Start of Data under study

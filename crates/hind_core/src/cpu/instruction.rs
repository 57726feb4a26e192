//! Decoding of the 32-bit instruction words.
//!
//! Every instruction carries a 4-bit condition in bits 28..31. The family is
//! picked apart as follows, first match wins:
//!
//! - An all-zero word is the halt sentinel.
//! - Bits 4..27 equal to the branch-exchange magic select BX, regardless of
//!   the type bits below.
//! - Bits 26..27 select the family: `00` is multiply when bits 4..7 hold the
//!   multiply magic, data processing otherwise; `01` is single data
//!   transfer; `10` is branch when bit 25 is set, block data transfer
//!   otherwise.
//! - Any other pattern decodes to a pipeline bubble.

use hind_util::Bit;

const MULT_MAGIC: u32 = 0x9;
const BX_MAGIC: u32 = 0x12_fff1;

/// A decoded instruction, one variant per family, with the fields already
/// picked out of the raw word.
#[derive(Clone, Copy, PartialEq, Eq, Debug)]
pub enum Instruction {
    /// Data processing.
    Proc(DataProc),
    /// Multiply and multiply-accumulate.
    Mult(Mult),
    /// Single data transfer.
    Sdt(SingleTransfer),
    /// Block data transfer.
    Bdt(BlockTransfer),
    /// Branch, optionally with link.
    Branch(Branch),
    /// Branch and exchange.
    Bx(BranchExchange),
    /// The zero-word halt sentinel.
    Halt,
    /// A pipeline bubble. Retires no work.
    Empty,
}

impl Instruction {
    pub fn decode(word: u32) -> Self {
        if word == 0 {
            return Instruction::Halt;
        }

        if word.bit_range(4, 27) == BX_MAGIC {
            return Instruction::Bx(BranchExchange {
                cond: Cond::from_field(word.bit_range(28, 31)),
                rn: word.bit_range(0, 3),
            });
        }

        let cond = Cond::from_field(word.bit_range(28, 31));

        match word.bit_range(26, 27) {
            0 if word.bit_range(4, 7) == MULT_MAGIC => Instruction::Mult(Mult {
                cond,
                accumulate: word.bit(21),
                set_cond: word.bit(20),
                rd: word.bit_range(16, 19),
                rn: word.bit_range(12, 15),
                rs: word.bit_range(8, 11),
                rm: word.bit_range(0, 3),
            }),
            0 => Instruction::Proc(DataProc {
                cond,
                imm: word.bit(25),
                opcode: word.bit_range(21, 24),
                set_cond: word.bit(20),
                rn: word.bit_range(16, 19),
                rd: word.bit_range(12, 15),
                op2: word.bit_range(0, 11),
            }),
            1 => Instruction::Sdt(SingleTransfer {
                cond,
                reg_offset: word.bit(25),
                pre: word.bit(24),
                up: word.bit(23),
                load: word.bit(20),
                rn: word.bit_range(16, 19),
                rd: word.bit_range(12, 15),
                offset: word.bit_range(0, 11),
            }),
            2 if word.bit(25) => Instruction::Branch(Branch {
                cond,
                link: word.bit(24),
                offset: word.bit_range(0, 23),
            }),
            2 => Instruction::Bdt(BlockTransfer {
                cond,
                mode: BlockMode::from_field(word.bit_range(23, 24)),
                writeback: word.bit(21),
                load: word.bit(20),
                rn: word.bit_range(16, 19),
                reg_mask: word.bit_range(0, 15),
            }),
            _ => Instruction::Empty,
        }
    }

    /// The condition to evaluate before executing. `None` for the slots that
    /// bypass execution entirely.
    pub fn cond(&self) -> Option<Cond> {
        match self {
            Instruction::Proc(op) => Some(op.cond),
            Instruction::Mult(op) => Some(op.cond),
            Instruction::Sdt(op) => Some(op.cond),
            Instruction::Bdt(op) => Some(op.cond),
            Instruction::Branch(op) => Some(op.cond),
            Instruction::Bx(op) => Some(op.cond),
            Instruction::Halt | Instruction::Empty => None,
        }
    }
}

#[derive(Clone, Copy, PartialEq, Eq, Debug)]
pub struct DataProc {
    pub cond: Cond,
    /// Operand 2 is a rotated 8-bit immediate rather than a shifted register.
    pub imm: bool,
    pub opcode: u32,
    pub set_cond: bool,
    pub rn: u32,
    pub rd: u32,
    /// The raw 12-bit operand field, decoded by the barrel shifter.
    pub op2: u32,
}

#[derive(Clone, Copy, PartialEq, Eq, Debug)]
pub struct Mult {
    pub cond: Cond,
    pub accumulate: bool,
    pub set_cond: bool,
    pub rd: u32,
    pub rn: u32,
    pub rs: u32,
    pub rm: u32,
}

#[derive(Clone, Copy, PartialEq, Eq, Debug)]
pub struct SingleTransfer {
    pub cond: Cond,
    /// The offset field is a shifted register rather than a 12-bit literal.
    pub reg_offset: bool,
    pub pre: bool,
    pub up: bool,
    pub load: bool,
    pub rn: u32,
    pub rd: u32,
    pub offset: u32,
}

#[derive(Clone, Copy, PartialEq, Eq, Debug)]
pub struct BlockTransfer {
    pub cond: Cond,
    pub mode: BlockMode,
    pub writeback: bool,
    pub load: bool,
    pub rn: u32,
    pub reg_mask: u32,
}

#[derive(Clone, Copy, PartialEq, Eq, Debug)]
pub struct Branch {
    pub cond: Cond,
    pub link: bool,
    /// 24-bit word offset, sign-extended and scaled at execution.
    pub offset: u32,
}

#[derive(Clone, Copy, PartialEq, Eq, Debug)]
pub struct BranchExchange {
    pub cond: Cond,
    pub rn: u32,
}

/// Block-transfer addressing mode, from the P and U bits.
#[derive(Clone, Copy, PartialEq, Eq, Debug)]
pub enum BlockMode {
    /// Decrement the base by the block size, then walk upward bump-then-access.
    PostDec = 0,
    /// Access at the base, bump by 4 after each access.
    PostInc = 1,
    /// Decrement the base by the block size, then walk upward access-then-bump.
    PreDec = 2,
    /// Bump by 4 before each access.
    PreInc = 3,
}

impl BlockMode {
    fn from_field(val: u32) -> Self {
        match val {
            0 => BlockMode::PostDec,
            1 => BlockMode::PostInc,
            2 => BlockMode::PreDec,
            _ => BlockMode::PreInc,
        }
    }
}

/// The condition code prefixed to every instruction.
#[derive(Clone, Copy, PartialEq, Eq, Debug)]
pub enum Cond {
    Eq,
    Ne,
    Cs,
    Cc,
    Mi,
    Pl,
    Vs,
    Vc,
    Hi,
    Ls,
    Ge,
    Lt,
    Gt,
    Le,
    Al,
    /// The reserved `1111` encoding. Never passes.
    Nv,
}

impl Cond {
    pub fn from_field(val: u32) -> Self {
        match val {
            0x0 => Cond::Eq,
            0x1 => Cond::Ne,
            0x2 => Cond::Cs,
            0x3 => Cond::Cc,
            0x4 => Cond::Mi,
            0x5 => Cond::Pl,
            0x6 => Cond::Vs,
            0x7 => Cond::Vc,
            0x8 => Cond::Hi,
            0x9 => Cond::Ls,
            0xa => Cond::Ge,
            0xb => Cond::Lt,
            0xc => Cond::Gt,
            0xd => Cond::Le,
            0xe => Cond::Al,
            _ => Cond::Nv,
        }
    }

    /// Evaluate the predicate against the current flags.
    pub fn passes(self, n: bool, z: bool, c: bool, v: bool) -> bool {
        match self {
            Cond::Eq => z,
            Cond::Ne => !z,
            Cond::Cs => c,
            Cond::Cc => !c,
            Cond::Mi => n,
            Cond::Pl => !n,
            Cond::Vs => v,
            Cond::Vc => !v,
            Cond::Hi => c && !z,
            Cond::Ls => !c || z,
            Cond::Ge => n == v,
            Cond::Lt => n != v,
            Cond::Gt => !z && n == v,
            Cond::Le => z || n != v,
            Cond::Al => true,
            Cond::Nv => false,
        }
    }
}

End of Data under study

Which lines in the records above hold the string "return"? Copy each of them.

*Task result*:
            return Instruction::Halt;
            return Instruction::Bx(BranchExchange {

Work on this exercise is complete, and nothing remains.